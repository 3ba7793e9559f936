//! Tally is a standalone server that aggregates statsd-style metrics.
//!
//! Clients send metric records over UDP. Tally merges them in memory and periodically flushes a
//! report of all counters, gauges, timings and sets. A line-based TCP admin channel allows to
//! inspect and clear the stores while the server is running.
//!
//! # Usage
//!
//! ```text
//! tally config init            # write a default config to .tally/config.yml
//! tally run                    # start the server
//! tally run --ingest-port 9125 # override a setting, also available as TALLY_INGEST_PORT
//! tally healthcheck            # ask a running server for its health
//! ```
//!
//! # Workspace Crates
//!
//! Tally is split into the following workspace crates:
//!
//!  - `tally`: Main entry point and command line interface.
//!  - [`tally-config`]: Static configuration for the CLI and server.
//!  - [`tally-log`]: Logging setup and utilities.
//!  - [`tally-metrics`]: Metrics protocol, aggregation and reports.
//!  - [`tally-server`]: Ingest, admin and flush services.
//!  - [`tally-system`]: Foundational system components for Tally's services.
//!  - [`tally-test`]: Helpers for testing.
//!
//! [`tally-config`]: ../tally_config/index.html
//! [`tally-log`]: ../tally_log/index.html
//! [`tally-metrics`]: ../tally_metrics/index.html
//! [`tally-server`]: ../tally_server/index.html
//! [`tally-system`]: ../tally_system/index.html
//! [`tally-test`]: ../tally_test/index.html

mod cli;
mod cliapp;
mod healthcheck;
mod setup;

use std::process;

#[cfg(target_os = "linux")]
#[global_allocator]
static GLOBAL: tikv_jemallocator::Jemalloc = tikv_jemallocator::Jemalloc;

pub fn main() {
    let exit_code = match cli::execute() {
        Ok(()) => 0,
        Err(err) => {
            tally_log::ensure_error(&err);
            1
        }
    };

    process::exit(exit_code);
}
########
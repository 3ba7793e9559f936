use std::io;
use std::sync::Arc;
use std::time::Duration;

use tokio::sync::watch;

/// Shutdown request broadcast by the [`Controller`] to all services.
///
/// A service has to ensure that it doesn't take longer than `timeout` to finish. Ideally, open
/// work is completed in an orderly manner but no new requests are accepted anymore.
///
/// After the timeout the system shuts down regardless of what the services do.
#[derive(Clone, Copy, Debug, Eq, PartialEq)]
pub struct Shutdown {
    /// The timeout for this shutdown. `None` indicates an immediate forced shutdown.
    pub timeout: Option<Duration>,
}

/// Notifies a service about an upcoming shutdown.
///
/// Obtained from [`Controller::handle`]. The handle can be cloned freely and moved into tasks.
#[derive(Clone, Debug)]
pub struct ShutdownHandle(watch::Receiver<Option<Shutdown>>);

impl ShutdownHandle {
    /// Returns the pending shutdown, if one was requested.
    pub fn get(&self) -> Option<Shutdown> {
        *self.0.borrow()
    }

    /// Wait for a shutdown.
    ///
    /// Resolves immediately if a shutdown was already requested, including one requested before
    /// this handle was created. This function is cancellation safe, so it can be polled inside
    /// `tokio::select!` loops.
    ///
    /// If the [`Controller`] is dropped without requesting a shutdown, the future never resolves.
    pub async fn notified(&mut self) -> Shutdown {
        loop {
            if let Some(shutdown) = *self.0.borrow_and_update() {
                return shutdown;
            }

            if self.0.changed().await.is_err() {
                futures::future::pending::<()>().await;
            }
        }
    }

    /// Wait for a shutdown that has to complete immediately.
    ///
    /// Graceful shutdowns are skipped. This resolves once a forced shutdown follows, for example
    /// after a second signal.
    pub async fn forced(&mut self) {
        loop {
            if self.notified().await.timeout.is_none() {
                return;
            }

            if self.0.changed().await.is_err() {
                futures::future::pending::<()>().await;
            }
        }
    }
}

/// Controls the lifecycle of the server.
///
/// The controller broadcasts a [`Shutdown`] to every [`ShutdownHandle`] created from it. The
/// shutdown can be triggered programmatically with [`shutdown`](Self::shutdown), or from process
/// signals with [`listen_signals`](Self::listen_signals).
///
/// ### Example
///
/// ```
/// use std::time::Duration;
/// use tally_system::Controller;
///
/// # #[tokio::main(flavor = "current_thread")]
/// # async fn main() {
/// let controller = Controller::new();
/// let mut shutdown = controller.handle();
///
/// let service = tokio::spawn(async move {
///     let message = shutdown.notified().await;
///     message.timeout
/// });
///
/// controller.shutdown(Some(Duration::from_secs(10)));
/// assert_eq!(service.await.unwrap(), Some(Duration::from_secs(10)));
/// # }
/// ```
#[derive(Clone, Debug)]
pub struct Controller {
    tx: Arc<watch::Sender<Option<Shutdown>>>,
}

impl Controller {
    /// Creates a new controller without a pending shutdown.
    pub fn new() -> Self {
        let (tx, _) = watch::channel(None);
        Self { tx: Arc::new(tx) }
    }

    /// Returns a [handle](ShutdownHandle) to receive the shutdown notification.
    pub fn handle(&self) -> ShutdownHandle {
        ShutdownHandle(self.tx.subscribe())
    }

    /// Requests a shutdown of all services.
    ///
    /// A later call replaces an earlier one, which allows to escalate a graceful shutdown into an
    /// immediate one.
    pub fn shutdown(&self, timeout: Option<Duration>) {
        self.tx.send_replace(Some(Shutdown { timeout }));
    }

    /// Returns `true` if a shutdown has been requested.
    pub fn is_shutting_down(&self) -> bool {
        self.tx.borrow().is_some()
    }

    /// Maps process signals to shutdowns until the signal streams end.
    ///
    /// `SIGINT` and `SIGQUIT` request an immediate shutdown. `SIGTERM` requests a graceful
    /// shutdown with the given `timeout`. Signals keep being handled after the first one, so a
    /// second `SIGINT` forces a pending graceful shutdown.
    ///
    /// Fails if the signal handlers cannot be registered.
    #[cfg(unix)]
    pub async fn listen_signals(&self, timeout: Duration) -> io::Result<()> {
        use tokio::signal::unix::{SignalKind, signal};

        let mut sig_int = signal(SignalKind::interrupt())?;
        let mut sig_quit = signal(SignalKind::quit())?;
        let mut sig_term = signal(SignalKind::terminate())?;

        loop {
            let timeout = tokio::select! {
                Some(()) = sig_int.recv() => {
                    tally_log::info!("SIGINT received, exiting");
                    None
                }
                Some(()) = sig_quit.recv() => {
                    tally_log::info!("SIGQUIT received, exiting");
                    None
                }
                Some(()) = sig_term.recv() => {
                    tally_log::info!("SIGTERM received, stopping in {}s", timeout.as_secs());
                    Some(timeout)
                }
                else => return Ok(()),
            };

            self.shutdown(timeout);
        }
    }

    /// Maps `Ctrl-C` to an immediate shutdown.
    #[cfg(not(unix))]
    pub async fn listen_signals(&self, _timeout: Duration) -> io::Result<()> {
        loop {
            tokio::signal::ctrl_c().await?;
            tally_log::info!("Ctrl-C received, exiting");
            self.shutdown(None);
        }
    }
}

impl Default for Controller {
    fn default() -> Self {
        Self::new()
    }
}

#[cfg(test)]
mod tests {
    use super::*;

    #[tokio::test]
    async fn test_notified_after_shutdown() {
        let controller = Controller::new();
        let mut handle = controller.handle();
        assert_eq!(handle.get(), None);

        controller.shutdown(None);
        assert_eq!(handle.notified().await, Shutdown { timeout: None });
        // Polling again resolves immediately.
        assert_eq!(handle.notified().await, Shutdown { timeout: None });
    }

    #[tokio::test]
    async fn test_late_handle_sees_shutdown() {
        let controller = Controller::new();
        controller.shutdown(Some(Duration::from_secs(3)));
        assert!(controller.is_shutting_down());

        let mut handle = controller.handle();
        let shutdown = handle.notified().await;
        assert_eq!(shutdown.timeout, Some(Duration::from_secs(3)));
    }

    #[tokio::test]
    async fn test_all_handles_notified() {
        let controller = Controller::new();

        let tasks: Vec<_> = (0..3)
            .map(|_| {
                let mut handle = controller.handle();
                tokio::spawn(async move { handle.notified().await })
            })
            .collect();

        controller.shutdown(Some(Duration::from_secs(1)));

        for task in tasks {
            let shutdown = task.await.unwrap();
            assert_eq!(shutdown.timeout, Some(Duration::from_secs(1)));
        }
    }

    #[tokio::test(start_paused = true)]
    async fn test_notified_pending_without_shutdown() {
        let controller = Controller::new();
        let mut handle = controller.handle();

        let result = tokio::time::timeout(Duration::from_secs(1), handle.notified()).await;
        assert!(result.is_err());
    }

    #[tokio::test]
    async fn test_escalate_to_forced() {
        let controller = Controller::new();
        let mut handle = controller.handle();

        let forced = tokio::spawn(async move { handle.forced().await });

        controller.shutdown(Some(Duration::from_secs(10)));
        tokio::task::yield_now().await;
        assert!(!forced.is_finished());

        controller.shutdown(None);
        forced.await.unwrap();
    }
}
########
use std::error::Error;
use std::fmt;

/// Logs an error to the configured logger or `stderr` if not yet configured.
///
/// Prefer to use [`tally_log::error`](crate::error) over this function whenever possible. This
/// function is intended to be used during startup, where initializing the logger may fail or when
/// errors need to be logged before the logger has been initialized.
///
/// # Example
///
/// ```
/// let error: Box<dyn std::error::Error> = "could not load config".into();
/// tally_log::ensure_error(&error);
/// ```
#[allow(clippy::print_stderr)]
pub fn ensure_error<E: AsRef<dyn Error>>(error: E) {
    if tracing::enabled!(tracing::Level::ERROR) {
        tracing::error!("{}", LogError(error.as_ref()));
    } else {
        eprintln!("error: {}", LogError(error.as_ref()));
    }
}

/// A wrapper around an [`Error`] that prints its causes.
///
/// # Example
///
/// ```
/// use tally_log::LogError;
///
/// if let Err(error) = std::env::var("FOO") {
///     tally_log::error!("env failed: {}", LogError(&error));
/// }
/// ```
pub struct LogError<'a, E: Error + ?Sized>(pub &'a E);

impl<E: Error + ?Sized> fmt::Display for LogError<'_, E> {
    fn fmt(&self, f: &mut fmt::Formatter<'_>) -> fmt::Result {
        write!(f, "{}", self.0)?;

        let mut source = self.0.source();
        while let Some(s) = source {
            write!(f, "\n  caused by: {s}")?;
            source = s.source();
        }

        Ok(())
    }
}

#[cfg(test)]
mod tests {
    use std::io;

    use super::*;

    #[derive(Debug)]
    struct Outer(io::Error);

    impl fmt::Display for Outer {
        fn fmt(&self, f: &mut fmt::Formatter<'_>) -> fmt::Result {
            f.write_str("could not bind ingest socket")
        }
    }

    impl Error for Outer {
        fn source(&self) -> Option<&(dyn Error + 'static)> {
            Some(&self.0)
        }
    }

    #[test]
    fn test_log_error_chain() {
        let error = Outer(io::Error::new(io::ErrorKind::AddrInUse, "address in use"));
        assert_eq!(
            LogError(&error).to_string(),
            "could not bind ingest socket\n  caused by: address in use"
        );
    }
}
########
_Exercise details_
Check each line of the entries for the string "socket". Copy the lines that have it.

_Expected answer_
            f.write_str("could not bind ingest socket")
            "could not bind ingest socket\n  caused by: address in use"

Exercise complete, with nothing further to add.